> **TASK INSTRUCTIONS**: Where a line in the records below includes "peers", pull that line out.

> **TASK INPUT**:
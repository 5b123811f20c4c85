mod api;
mod blockchain;
mod config;
mod error;
mod node;
mod transaction;

use std::time::Duration;

use actix_web::{App, HttpServer, rt, web};
use dotenvy::dotenv;
use log::info;

use api::AppState;
use config::NodeConfig;

#[actix_web::main]
async fn main() -> std::io::Result<()> {
    let _ = dotenv();
    env_logger::init();

    let config = NodeConfig::from_env();
    let state = web::Data::new(AppState::new(&config));

    info!(
        "⛓️ Starting ledger node at http://{}:{} (miner={}, peers={})",
        config.host,
        config.port,
        state.node.miner_address(),
        config.peers.len()
    );

    if !config.consensus_interval.is_zero() {
        spawn_consensus_loop(state.clone(), config.consensus_interval);
    }

    HttpServer::new({
        let state = state.clone();
        move || {
            App::new()
                .app_data(state.clone())
                .configure(api::init_routes)
        }
    })
    .bind((config.host.as_str(), config.port))?
    .run()
    .await
}

/// Reconcile with peers every `period` for the life of the process.
fn spawn_consensus_loop(state: web::Data<AppState>, period: Duration) {
    info!("CONSENSUS - background resolution every {}s", period.as_secs());
    rt::spawn(async move {
        let mut ticker = rt::time::interval(period);
        // The first tick fires immediately; let the server come up first.
        ticker.tick().await;
        loop {
            ticker.tick().await;
            state.node.resolve_conflicts().await;
        }
    });
}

> **RESPONSE**:
        "⛓️ Starting ledger node at http://{}:{} (miner={}, peers={})",
        config.peers.len()
/// Reconcile with peers every `period` for the life of the process.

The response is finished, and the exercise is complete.